Возможно, «лицом, интересным для хозяина», была сестра Лунина. Екатерина Сергеевна Уварова.

Судьба книг, портрета и других вещей, перешедших к Янчуковскому, неизвестна (он расплатился за все к осени 1855 года). Вероятно, штабс-капитан был родственником (может быть, даже сыном) лекаря Феодосия Федоровича Янчуковского обслуживавшего декабристов в Петровском заводе (на его дочери Анне Янчуковской женился в Сибири декабрист Сутгоф).

Неизвестна судьба и других вещей Лунина… Спустя еще несколько лет в Иркутске дознались, что большинство аукционных «наследников» декабриста в ведомости расписались, но денег не уплатили.

Только 3 августа I860 года Иркутск объявил, что Нерчинск выплатил, наконец, всю лунинскую «дань».

Одним из последних документов, завершавших «посмертное следствие», была расписка, отправленная из Петропавловска-Камчатского о получении 1 рубля 20 копеек, взысканных 10 лет спустя с лекарского ученика Михаила Григорьева за три штуки кожаных рубах покойного государственного преступника Лунина (до того по поводу этих рубах было написано еще восемь документов!).

Последний документ… А первый ведь был в другом столетии, в письме дядюшки Муравьева с пожеланиями крохотному Мишеньке «добраться во своясы»…
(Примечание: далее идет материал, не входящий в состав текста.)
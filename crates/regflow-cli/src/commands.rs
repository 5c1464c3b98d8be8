//! CLI command definitions using clap

use clap::{Parser, Subcommand, ValueEnum};
use std::path::PathBuf;

/// Regflow: runs the bot registration flow against the messaging web client
#[derive(Parser, Debug)]
#[command(name = "regflow")]
#[command(author, version, about, long_about = None)]
#[command(propagate_version = true)]
pub struct Cli {
    /// Verbosity level (-v, -vv)
    #[arg(short, long, action = clap::ArgAction::Count, global = true)]
    pub verbose: u8,

    /// Quiet mode (suppress non-error output)
    #[arg(short, long, global = true)]
    pub quiet: bool,

    /// Color output (auto, always, never)
    #[arg(long, default_value = "auto", global = true)]
    pub color: ColorArg,

    /// Emit log events as JSON lines on stderr
    #[arg(long, global = true)]
    pub log_json: bool,

    /// Subcommand to run
    #[command(subcommand)]
    pub command: Commands,
}

/// CLI subcommands
#[derive(Subcommand, Debug)]
pub enum Commands {
    /// Run the scenario in a real browser
    ///
    /// The browser window stays visible by default: the one-time login code
    /// has to be typed into it by a person while the run waits.
    Run(RunArgs),

    /// Validate a scenario and list its steps without a browser
    Steps(StepsArgs),

    /// Show the effective settings (password redacted)
    Config(ConfigArgs),
}

/// Settings file and environment
#[derive(Parser, Debug, Clone)]
pub struct SettingsArgs {
    /// Settings file (YAML); REGFLOW_* variables override its values
    #[arg(short, long, default_value = "regflow.yaml", env = "REGFLOW_SETTINGS")]
    pub settings: PathBuf,
}

/// Arguments for the run command
#[derive(Parser, Debug)]
pub struct RunArgs {
    /// Settings source
    #[command(flatten)]
    pub settings: SettingsArgs,

    /// Scenario file (YAML); defaults to the built-in registration journey
    #[arg(long)]
    pub scenario: Option<PathBuf>,

    /// Directory for report.json and failure screenshots
    #[arg(short, long, default_value = "target/regflow")]
    pub report_dir: PathBuf,

    /// Run chromium headless (the code step then needs another way in)
    #[arg(long)]
    pub headless: bool,

    /// Path to the chromium binary
    #[arg(long)]
    pub chromium: Option<PathBuf>,

    /// Disable the chromium sandbox (containers)
    #[arg(long)]
    pub no_sandbox: bool,
}

/// Arguments for the steps command
#[derive(Parser, Debug)]
pub struct StepsArgs {
    /// Settings source
    #[command(flatten)]
    pub settings: SettingsArgs,

    /// Scenario file (YAML); defaults to the built-in registration journey
    #[arg(long)]
    pub scenario: Option<PathBuf>,
}

/// Arguments for the config command
#[derive(Parser, Debug)]
pub struct ConfigArgs {
    /// Settings source
    #[command(flatten)]
    pub settings: SettingsArgs,
}

/// Color argument for CLI
#[derive(ValueEnum, Debug, Clone, Copy, Default)]
pub enum ColorArg {
    /// Auto-detect
    #[default]
    Auto,
    /// Always use colors
    Always,
    /// Never use colors
    Never,
}

impl From<ColorArg> for crate::config::ColorChoice {
    fn from(arg: ColorArg) -> Self {
        match arg {
            ColorArg::Auto => Self::Auto,
            ColorArg::Always => Self::Always,
            ColorArg::Never => Self::Never,
        }
    }
}

#[cfg(test)]
#[allow(clippy::unwrap_used, clippy::expect_used)]
mod tests {
    use super::*;
    use crate::config::ColorChoice;

    #[test]
    fn test_verify_cli() {
        use clap::CommandFactory;
        Cli::command().debug_assert();
    }

    #[test]
    fn test_parse_run_defaults() {
        let cli = Cli::try_parse_from(["regflow", "run"]).unwrap();
        match cli.command {
            Commands::Run(args) => {
                assert_eq!(args.settings.settings, PathBuf::from("regflow.yaml"));
                assert_eq!(args.report_dir, PathBuf::from("target/regflow"));
                assert!(!args.headless);
                assert!(args.scenario.is_none());
            }
            other => panic!("expected run, got {other:?}"),
        }
    }

    #[test]
    fn test_parse_global_flags_after_subcommand() {
        let cli = Cli::try_parse_from([
            "regflow",
            "steps",
            "--settings",
            "ci.yaml",
            "-vv",
            "--log-json",
        ])
        .unwrap();
        assert_eq!(cli.verbose, 2);
        assert!(cli.log_json);
        assert!(matches!(cli.command, Commands::Steps(_)));
    }

    #[test]
    fn test_color_arg_conversion() {
        assert_eq!(ColorChoice::from(ColorArg::Never), ColorChoice::Never);
        assert_eq!(ColorChoice::from(ColorArg::Always), ColorChoice::Always);
        assert_eq!(ColorChoice::from(ColorArg::Auto), ColorChoice::Auto);
    }

    #[test]
    fn test_subcommand_required() {
        assert!(Cli::try_parse_from(["regflow"]).is_err());
    }
}
//! Media session provider interface
//!
//! The traits here describe the external "now playing" source. The server
//! never assumes anything about how a session is obtained; it only consumes
//! the contract below once per tick.

use std::future::Future;
use std::time::Duration;

use bytes::Bytes;
use serde::{Deserialize, Serialize};

/// Failure raised by a session query or thumbnail fetch
#[derive(Debug, Clone)]
pub struct SessionError {
    message: String,
}

impl SessionError {
    /// Create an error with a human-readable description
    pub fn new(message: impl Into<String>) -> Self {
        Self {
            message: message.into(),
        }
    }
}

impl std::fmt::Display for SessionError {
    fn fmt(&self, f: &mut std::fmt::Formatter<'_>) -> std::fmt::Result {
        f.write_str(&self.message)
    }
}

impl std::error::Error for SessionError {}

/// Playback state reported by the session
#[derive(Debug, Clone, Copy, PartialEq, Eq, Serialize, Deserialize)]
pub enum PlaybackStatus {
    Closed,
    Opened,
    Changing,
    Stopped,
    Playing,
    Paused,
}

/// Kind of media the session is playing
#[derive(Debug, Clone, Copy, PartialEq, Eq, Serialize, Deserialize)]
pub enum PlaybackType {
    Unknown,
    Music,
    Video,
    Image,
}

/// Repeat mode reported by the session
#[derive(Debug, Clone, Copy, PartialEq, Eq, Serialize, Deserialize)]
pub enum AutoRepeatMode {
    None,
    Track,
    List,
}

/// Timeline position of the current item
#[derive(Debug, Clone, Copy, Default, PartialEq, Eq)]
pub struct Timeline {
    /// Start of the playable range
    pub start: Duration,
    /// End of the playable range
    pub end: Duration,
    /// Current playback position
    pub position: Duration,
}

impl Timeline {
    /// Length of the playable range
    pub fn duration(&self) -> Duration {
        self.end.saturating_sub(self.start)
    }
}

/// Playback flags reported by the session
#[derive(Debug, Clone, Copy, PartialEq, Eq)]
pub struct PlaybackInfo {
    /// Current transport state
    pub status: PlaybackStatus,
    /// Kind of media being played
    pub kind: PlaybackType,
    /// Whether shuffle is active
    pub shuffle: bool,
    /// Current repeat mode
    pub repeat: AutoRepeatMode,
}

/// Structured metadata for the current item
///
/// Generic over the thumbnail reference type so the attachment fetch stays
/// an external concern.
#[derive(Debug, Clone)]
pub struct MediaProperties<T> {
    pub title: String,
    pub artist: String,
    pub album_title: String,
    pub album_artist: String,
    pub genres: Vec<String>,
    pub subtitle: String,
    pub track_number: i32,
    /// Reference to the item's artwork, if any
    pub thumbnail: Option<T>,
}

/// Reference to a binary attachment (artwork) that can be fetched on demand
///
/// `Sync` because the fetch borrows the reference across an await inside
/// the spawned broadcast task.
pub trait ThumbnailRef: Send + Sync {
    /// Fetch the attachment bytes
    ///
    /// Failures are degraded by the caller to an empty attachment, never a
    /// tick failure.
    fn open(&self) -> impl Future<Output = Result<Bytes, SessionError>> + Send;
}

/// One active media session
pub trait MediaSession: Send {
    /// Thumbnail reference type produced by this session
    type Thumbnail: ThumbnailRef;

    /// Identifier of the application owning the session
    fn app_id(&self) -> String;

    /// Retrieve the item's structured metadata
    ///
    /// This is the only fallible step of snapshot assembly; a failure here
    /// becomes an error payload for the tick.
    fn try_properties(
        &self,
    ) -> impl Future<Output = Result<MediaProperties<Self::Thumbnail>, SessionError>> + Send;

    /// Current timeline position
    fn timeline(&self) -> Timeline;

    /// Current playback flags
    fn playback(&self) -> PlaybackInfo;
}

/// Source of the current media session, queried once per tick
pub trait SessionProvider: Send + Sync + 'static {
    /// Session type produced by this provider
    type Session: MediaSession;

    /// The currently active session, or `None` when nothing is playing
    fn current_session(&self) -> impl Future<Output = Option<Self::Session>> + Send;
}

/// Provider that never reports an active session
///
/// Lets the server run on platforms without a media source and gives tests
/// a trivial provider; every tick broadcasts the "no session" marker.
#[derive(Debug, Clone, Copy, Default)]
pub struct IdleProvider;

/// Session type of [`IdleProvider`]; never constructed
pub enum IdleSession {}

/// Thumbnail type of [`IdleSession`]; never constructed
pub enum NoThumbnail {}

impl ThumbnailRef for NoThumbnail {
    async fn open(&self) -> Result<Bytes, SessionError> {
        match *self {}
    }
}

impl MediaSession for IdleSession {
    type Thumbnail = NoThumbnail;

    fn app_id(&self) -> String {
        match *self {}
    }

    async fn try_properties(&self) -> Result<MediaProperties<NoThumbnail>, SessionError> {
        match *self {}
    }

    fn timeline(&self) -> Timeline {
        match *self {}
    }

    fn playback(&self) -> PlaybackInfo {
        match *self {}
    }
}

impl SessionProvider for IdleProvider {
    type Session = IdleSession;

    async fn current_session(&self) -> Option<IdleSession> {
        None
    }
}

#[cfg(test)]
mod tests {
    use super::*;

    #[test]
    fn test_timeline_duration() {
        let timeline = Timeline {
            start: Duration::from_secs(5),
            end: Duration::from_secs(185),
            position: Duration::from_secs(42),
        };
        assert_eq!(timeline.duration(), Duration::from_secs(180));
    }

    #[test]
    fn test_timeline_duration_saturates() {
        // A provider reporting end < start must not panic
        let timeline = Timeline {
            start: Duration::from_secs(10),
            end: Duration::from_secs(3),
            position: Duration::ZERO,
        };
        assert_eq!(timeline.duration(), Duration::ZERO);
    }

    #[tokio::test]
    async fn test_idle_provider_has_no_session() {
        assert!(IdleProvider.current_session().await.is_none());
    }
}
Но в то самое время, когда затихал смешной и бесстыдный торг над могилой Лунина, в то самое время, когда власти полагали, что с делами и воспоминаниями об этом беспокойном человеке, наконец, покончено, — в это самое время он вдруг ожил в герценовской «Полярной звезде» и напечатал те самые сочинения, за которые его угнали умирать в Акатуй.

XI

Около часа я летел из Читы на юго-восток, в Борзю. Внизу были сопки с тысячами желтых лиственниц и река Онон — «Золотой Онон», откуда двинулись на мир орды Чингисхана. Из Борзи — маленьким АН-2 больше получаса на восток, в Александровский завод: два пилота и два пассажира. Внизу чуть в снегу холмы, степь, овечьи отары и унылые костровые дымы.

Сели на поле, невдалеке от черных домов Александровского завода. Случайным автобусом по шоссе — на запад, мимо сопок, на которые только что смотрел с самолета, и две рыжие лисицы шарахнулись с дороги в гору. У деревни Базановки приходится сойти с автобуса и дожидаться попутной машины близ столба, на котором обозначено, что до Нерчинского завода (восток) — 207 километров, до Борзи (запад) — 127, а до Акатуя (север) — 12.
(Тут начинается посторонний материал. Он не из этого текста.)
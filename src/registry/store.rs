//! Registry implementation
//!
//! A mutually-exclusive set of live subscriber connections. The accept loop
//! only ever adds; the broadcast loop reads, writes, and removes; the
//! controller clears on shutdown. No component touches the collection
//! without holding the single lock.

use tokio::sync::Mutex;

use super::entry::ClientConnection;

/// Result of one fan-out pass over the registry
#[derive(Debug, Clone, Copy, Default, PartialEq, Eq)]
pub struct FanoutOutcome {
    /// Connections the payload was delivered to
    pub delivered: usize,
    /// Connections removed during the pass (failed write or observed closed)
    pub evicted: usize,
}

/// Lock-protected set of live subscriber connections
///
/// Generic over the connection type so eviction behavior is testable with
/// in-memory fakes. Iteration order is stable insertion order within a
/// single pass.
pub struct ClientRegistry<C: ClientConnection> {
    clients: Mutex<Vec<C>>,
}

impl<C: ClientConnection> ClientRegistry<C> {
    /// Create an empty registry
    pub fn new() -> Self {
        Self {
            clients: Mutex::new(Vec::new()),
        }
    }

    /// Insert a newly admitted, already-upgraded connection
    ///
    /// Insertion is unconditional; the caller guarantees the connection is
    /// valid at call time.
    pub async fn add(&self, client: C) {
        let mut clients = self.clients.lock().await;
        clients.push(client);
        tracing::debug!(total = clients.len(), "Subscriber registered");
    }

    /// Current number of registered connections (observability only)
    pub async fn count(&self) -> usize {
        self.clients.lock().await.len()
    }

    /// Deliver one payload to every registered connection
    ///
    /// Visits entries in insertion order under the lock. Open connections
    /// get one text write; a failed write evicts the connection and closes
    /// it best-effort. Connections observed closed are evicted without a
    /// write. A failure on one entry never aborts delivery to the rest.
    ///
    /// Removal is done by draining into a fresh collection rather than
    /// deleting by index mid-scan, so an eviction cannot skip the entry
    /// that follows it.
    pub async fn broadcast(&self, payload: &str) -> FanoutOutcome {
        let mut clients = self.clients.lock().await;
        let mut kept = Vec::with_capacity(clients.len());
        let mut outcome = FanoutOutcome::default();

        for (slot, mut client) in clients.drain(..).enumerate() {
            if !client.is_open() {
                tracing::debug!(slot, "Subscriber closed, dropping");
                outcome.evicted += 1;
                continue;
            }

            match client.send_text(payload).await {
                Ok(()) => {
                    outcome.delivered += 1;
                    kept.push(client);
                }
                Err(e) => {
                    tracing::warn!(slot, error = %e, "Send failed, evicting subscriber");
                    client.close().await;
                    outcome.evicted += 1;
                }
            }
        }

        *clients = kept;
        outcome
    }

    /// Close every connection (best-effort) and empty the collection
    pub async fn clear(&self) {
        let mut clients = self.clients.lock().await;
        let total = clients.len();

        for mut client in clients.drain(..) {
            // Already-closed connections are simply skipped
            if client.is_open() {
                client.close().await;
            }
        }

        if total > 0 {
            tracing::info!(closed = total, "Registry cleared");
        }
    }
}

impl<C: ClientConnection> Default for ClientRegistry<C> {
    fn default() -> Self {
        Self::new()
    }
}

#[cfg(test)]
mod tests {
    use std::sync::atomic::{AtomicBool, Ordering};
    use std::sync::{Arc, Mutex as StdMutex};

    use super::*;
    use crate::error::Error;

    /// Shared log of (connection id, payload) pairs, in delivery order
    type SendLog = Arc<StdMutex<Vec<(u32, String)>>>;

    struct FakeConn {
        id: u32,
        open: bool,
        fail_sends: bool,
        log: SendLog,
        closed: Arc<AtomicBool>,
    }

    impl FakeConn {
        fn new(id: u32, log: SendLog) -> Self {
            Self {
                id,
                open: true,
                fail_sends: false,
                log,
                closed: Arc::new(AtomicBool::new(false)),
            }
        }

        fn failing(id: u32, log: SendLog) -> Self {
            Self {
                fail_sends: true,
                ..Self::new(id, log)
            }
        }

        fn closed_already(id: u32, log: SendLog) -> Self {
            Self {
                open: false,
                ..Self::new(id, log)
            }
        }

        fn close_flag(&self) -> Arc<AtomicBool> {
            Arc::clone(&self.closed)
        }
    }

    impl ClientConnection for FakeConn {
        fn is_open(&mut self) -> bool {
            self.open
        }

        async fn send_text(&mut self, text: &str) -> crate::error::Result<()> {
            if self.fail_sends {
                self.open = false;
                return Err(Error::Io(std::io::Error::new(
                    std::io::ErrorKind::BrokenPipe,
                    "peer went away",
                )));
            }
            self.log.lock().unwrap().push((self.id, text.to_string()));
            Ok(())
        }

        async fn close(&mut self) {
            self.open = false;
            self.closed.store(true, Ordering::SeqCst);
        }
    }

    fn send_log() -> SendLog {
        Arc::new(StdMutex::new(Vec::new()))
    }

    #[tokio::test]
    async fn test_add_and_count() {
        let registry = ClientRegistry::new();
        let log = send_log();

        assert_eq!(registry.count().await, 0);
        registry.add(FakeConn::new(1, Arc::clone(&log))).await;
        registry.add(FakeConn::new(2, Arc::clone(&log))).await;
        assert_eq!(registry.count().await, 2);
    }

    #[tokio::test]
    async fn test_broadcast_delivers_in_insertion_order() {
        let registry = ClientRegistry::new();
        let log = send_log();

        for id in 1..=3 {
            registry.add(FakeConn::new(id, Arc::clone(&log))).await;
        }

        let outcome = registry.broadcast("hello").await;
        assert_eq!(outcome.delivered, 3);
        assert_eq!(outcome.evicted, 0);

        let sent = log.lock().unwrap();
        let ids: Vec<u32> = sent.iter().map(|(id, _)| *id).collect();
        assert_eq!(ids, vec![1, 2, 3]);
        assert!(sent.iter().all(|(_, p)| p == "hello"));
    }

    #[tokio::test]
    async fn test_failed_send_is_isolated_to_one_connection() {
        let registry = ClientRegistry::new();
        let log = send_log();

        registry.add(FakeConn::new(1, Arc::clone(&log))).await;
        let bad = FakeConn::failing(2, Arc::clone(&log));
        let bad_closed = bad.close_flag();
        registry.add(bad).await;
        registry.add(FakeConn::new(3, Arc::clone(&log))).await;

        let outcome = registry.broadcast("tick").await;
        assert_eq!(outcome.delivered, 2);
        assert_eq!(outcome.evicted, 1);
        assert_eq!(registry.count().await, 2);

        // #1 and #3 both received the payload despite #2 failing mid-pass
        let ids: Vec<u32> = log.lock().unwrap().iter().map(|(id, _)| *id).collect();
        assert_eq!(ids, vec![1, 3]);

        // The evicted connection was closed best-effort
        assert!(bad_closed.load(Ordering::SeqCst));

        // The survivors keep receiving on the next tick
        let outcome = registry.broadcast("tick2").await;
        assert_eq!(outcome.delivered, 2);
        assert_eq!(outcome.evicted, 0);
    }

    #[tokio::test]
    async fn test_closed_connection_removed_without_write() {
        let registry = ClientRegistry::new();
        let log = send_log();

        registry
            .add(FakeConn::closed_already(1, Arc::clone(&log)))
            .await;
        registry.add(FakeConn::new(2, Arc::clone(&log))).await;

        let outcome = registry.broadcast("tick").await;
        assert_eq!(outcome.delivered, 1);
        assert_eq!(outcome.evicted, 1);
        assert_eq!(registry.count().await, 1);

        // No write was attempted on the closed connection
        let ids: Vec<u32> = log.lock().unwrap().iter().map(|(id, _)| *id).collect();
        assert_eq!(ids, vec![2]);
    }

    #[tokio::test]
    async fn test_count_after_fanout_matches_survivors() {
        let registry = ClientRegistry::new();
        let log = send_log();

        // 5 admitted: 2 fail their write, 1 is already closed
        registry.add(FakeConn::new(1, Arc::clone(&log))).await;
        registry.add(FakeConn::failing(2, Arc::clone(&log))).await;
        registry
            .add(FakeConn::closed_already(3, Arc::clone(&log)))
            .await;
        registry.add(FakeConn::failing(4, Arc::clone(&log))).await;
        registry.add(FakeConn::new(5, Arc::clone(&log))).await;

        let outcome = registry.broadcast("tick").await;
        assert_eq!(outcome.delivered, 2);
        assert_eq!(outcome.evicted, 3);
        assert_eq!(registry.count().await, 5 - 3);
    }

    #[tokio::test]
    async fn test_clear_closes_everything() {
        let registry = ClientRegistry::new();
        let log = send_log();

        let a = FakeConn::new(1, Arc::clone(&log));
        let b = FakeConn::new(2, Arc::clone(&log));
        let a_closed = a.close_flag();
        let b_closed = b.close_flag();
        registry.add(a).await;
        registry.add(b).await;

        registry.clear().await;
        assert_eq!(registry.count().await, 0);
        assert!(a_closed.load(Ordering::SeqCst));
        assert!(b_closed.load(Ordering::SeqCst));

        // Clearing an empty registry is a no-op
        registry.clear().await;
        assert_eq!(registry.count().await, 0);
    }
}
В конце концов, не дождавшись, шагаю пешком мимо угрюмых сопок, вдали перерастающих в белоголовые горы. Вспоминаю описание, оставленное каторжанами 1890-Х годов: «Мы подходили к Акатую… Серенько и пасмурно стало у нас на душе. Показалась узкая и мрачная долина. Вправо от дороги — высокие сопки, слева — более пологие. Долина Акатуя всегда казалась мрачной, даже в летние, солнечные дни».
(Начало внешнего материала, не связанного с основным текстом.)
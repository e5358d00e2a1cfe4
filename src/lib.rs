//! WebSocket broadcast server for "now playing" media-session snapshots.
//!
//! The service polls a [`snapshot::SessionProvider`] once per second,
//! serializes the result to a single JSON payload, and pushes it to every
//! connected WebSocket subscriber. Two independent loops share one
//! lock-protected [`registry::ClientRegistry`]:
//!
//! - the accept loop admits new subscribers after a successful upgrade
//!   handshake on the configured path,
//! - the broadcast loop fans each tick's payload out to all subscribers,
//!   evicting any connection that fails a write or is observed closed.
//!
//! [`MediaServer`] owns both loops and the shared cancellation token, and
//! guarantees that `stop()` quiesces background work and closes every
//! connection.
//!
//! # Example
//!
//! ```no_run
//! use mediacast::{IdleProvider, MediaServer, ServerConfig};
//!
//! #[tokio::main]
//! async fn main() -> mediacast::Result<()> {
//!     let mut server = MediaServer::new(ServerConfig::default(), IdleProvider);
//!     server.start().await?;
//!     tokio::signal::ctrl_c().await.ok();
//!     server.stop().await;
//!     Ok(())
//! }
//! ```

pub mod error;
pub mod registry;
pub mod server;
pub mod snapshot;

pub use error::{Error, Result};
pub use registry::{ClientConnection, ClientRegistry, FanoutOutcome};
pub use server::{MediaServer, ServerConfig};
pub use snapshot::{IdleProvider, SessionProvider, Snapshot};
Через полчаса меня догоняет и везет дальше машина, и горный инженер рассказывает, что прежние свинцовые рудники в Акатуе давно заброшены, но недавно отыскалась новая руда, и на ней держатся комбинат и поселок. Узнав, зачем я приехал, инженер вспоминает:

«То ли в прошлом, то ли в позапрошлом году в областной газете сообщалось любопытное про Благодатский рудник — близко, километров 200 отсюда. Вы, конечно, знаете — каторжный рудник, где декабристы были, там рядом, в Горном Зерентуе, поставили недавно памятник Ивану Сухинову… Да, так в Благодатке вдруг обнаружили в одной из шахт потаенную дверь, но докапываться к ней было не просто, ее, кажется, снова завалили и доселе не разрыли…»

Машина пронеслась по длинному, километра два, селению, то взлетая на гребни, то ныряя вниз, и остановилась. Акатуй: внизу — старый Акатуй, выше — новый Акатуй…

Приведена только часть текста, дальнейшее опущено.